Sparse regularization of interferometric phase and amplitude for InSAR image formation based on bayesian representation

Interferometric synthetic aperture radar (InSAR) images are corrupted by strong noise, including interferometric phase and speckle noises. In general, the scenes in homogeneous areas are characterized by continuous-variation heights and stationary backscattered coefficients, exhibiting a locally spatial stationarity. The stationarity provides a rational of sparse representation of amplitude and interferometric phase to perform noise reduction. In this paper, we develop a novel algorithm of InSAR image formation from Bayesian perspective to perform interferometric phase noise reduction and despeckling.

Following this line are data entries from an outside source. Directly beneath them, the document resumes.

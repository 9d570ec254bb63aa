//! On-disk layout of a project's generations.
//!
//! ```text
//! {root}/{project_id}/generations/
//! ├── v1__{generation_id}/
//! │   ├── manifest.json
//! │   ├── changes.diff        (version > 1)
//! │   └── source/...
//! ├── v2__{generation_id}/
//! └── active -> v2__{generation_id}
//! ```

use genvault_core::{GenerationId, GenerationKey, ProjectId};
use genvault_error::{StorageError, StorageErrorKind};
use std::path::{Component, Path, PathBuf};

/// Manifest file name at the version-directory root.
pub const MANIFEST_FILE: &str = "manifest.json";
/// Directory holding the generated files.
pub const SOURCE_DIR: &str = "source";
/// Diff artifact against the previous version.
pub const DIFF_FILE: &str = "changes.diff";
/// Name of the redirectable active reference.
pub const ACTIVE_POINTER: &str = "active";
/// Directory under each project root holding version directories.
pub const GENERATIONS_DIR: &str = "generations";

/// `{root}/{project_id}/generations`
pub fn generations_dir(root: &Path, project_id: ProjectId) -> PathBuf {
    root.join(project_id.to_string()).join(GENERATIONS_DIR)
}

/// `{root}/{project_id}/generations/v{version}__{generation_id}`
pub fn version_dir(root: &Path, key: &GenerationKey) -> PathBuf {
    generations_dir(root, key.project_id).join(key.version_dir_name())
}

/// Parse `v{version}__{generation_id}` back into its parts.
pub fn parse_version_dir_name(name: &str) -> Option<(u32, GenerationId)> {
    let rest = name.strip_prefix('v')?;
    let (version, id) = rest.split_once("__")?;
    let version = version.parse().ok()?;
    let id = id.parse().ok()?;
    Some((version, id))
}

/// Normalize a caller-supplied relative path.
///
/// Only plain components survive; `.` segments are dropped. Absolute paths,
/// drive prefixes and `..` segments are rejected so nothing can escape the
/// version root.
///
/// # Errors
///
/// Returns `InvalidPath` for escaping or empty paths.
pub fn sanitize_relative(path: &str) -> Result<PathBuf, StorageError> {
    let mut clean = PathBuf::new();
    for component in Path::new(path).components() {
        match component {
            Component::Normal(part) => clean.push(part),
            Component::CurDir => {}
            Component::ParentDir | Component::RootDir | Component::Prefix(_) => {
                return Err(StorageError::new(StorageErrorKind::InvalidPath(
                    path.to_string(),
                )));
            }
        }
    }
    if clean.as_os_str().is_empty() {
        return Err(StorageError::new(StorageErrorKind::InvalidPath(
            path.to_string(),
        )));
    }
    Ok(clean)
}

/// Render a relative path with `/` separators regardless of platform.
pub fn to_key(relative: &Path) -> String {
    relative
        .components()
        .map(|c| c.as_os_str().to_string_lossy())
        .collect::<Vec<_>>()
        .join("/")
}

#[cfg(test)]
mod tests {
    use super::*;

    #[test]
    fn rejects_parent_segments() {
        assert!(sanitize_relative("../etc/passwd").is_err());
        assert!(sanitize_relative("src/../../x").is_err());
        assert!(sanitize_relative("/abs/path").is_err());
        assert!(sanitize_relative("").is_err());
        assert!(sanitize_relative("./.").is_err());
    }

    #[test]
    fn drops_current_dir_segments() {
        let clean = sanitize_relative("./src/./main.rs").unwrap();
        assert_eq!(to_key(&clean), "src/main.rs");
    }

    #[test]
    fn version_dir_name_round_trips() {
        let id = GenerationId::new();
        let key = GenerationKey::new(ProjectId::new(), id, 12);
        assert_eq!(parse_version_dir_name(&key.version_dir_name()), Some((12, id)));
        assert_eq!(parse_version_dir_name("active"), None);
        assert_eq!(parse_version_dir_name("v3__not-a-uuid"), None);
    }
}
//! Hybrid storage for genvault.
//!
//! [`HybridStorage`] is the composition point of the storage tiers:
//!
//! - writes land on local disk synchronously and replicate to the cloud
//!   tier in the background, with bounded retries
//! - uploads that exhaust their retries are parked in an [`Outbox`] and
//!   drained by [`HybridStorage::replicate_pending`]
//! - reads try the local store, then the cache, then the cloud tier
//! - deletion touches each requested tier independently

#![forbid(unsafe_code)]
#![warn(missing_docs)]

mod config;
mod hybrid;
mod outbox;

pub use config::{DownloadConfig, ReplicationConfig};
pub use hybrid::{HybridStorage, ReplicationReport, ResolvedVersion, StorageTier};
pub use outbox::{OUTBOX_DIR, Outbox, OutboxEntry};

In the scheme, the InSAR image formation is constructed via maximum a posteriori estimation, which is formulated as a sparse regularization of amplitude and interferometric phase in the wavelet domain. Furthermore, the statistics of the wavelet-transformed image is modeled as complex Laplace distribution to enforce a sparse prior. Then, multichannel imaging is realized using a modified quasi-Newton method in a sequential and iterative manner, where both the interferometric phase and speckle noises are reduced step by step. Due to the simultaneously sparse regularized reconstruction of amplitude and interferometric phase, the performance of noise reduction can be effectively improved. Then, we extend it to joint sparse constraint on multichannel data by considering the joint statistics of multichannel data. Finally, experimental results based on simulated and measured data confirm the effectiveness of the proposed algorithm.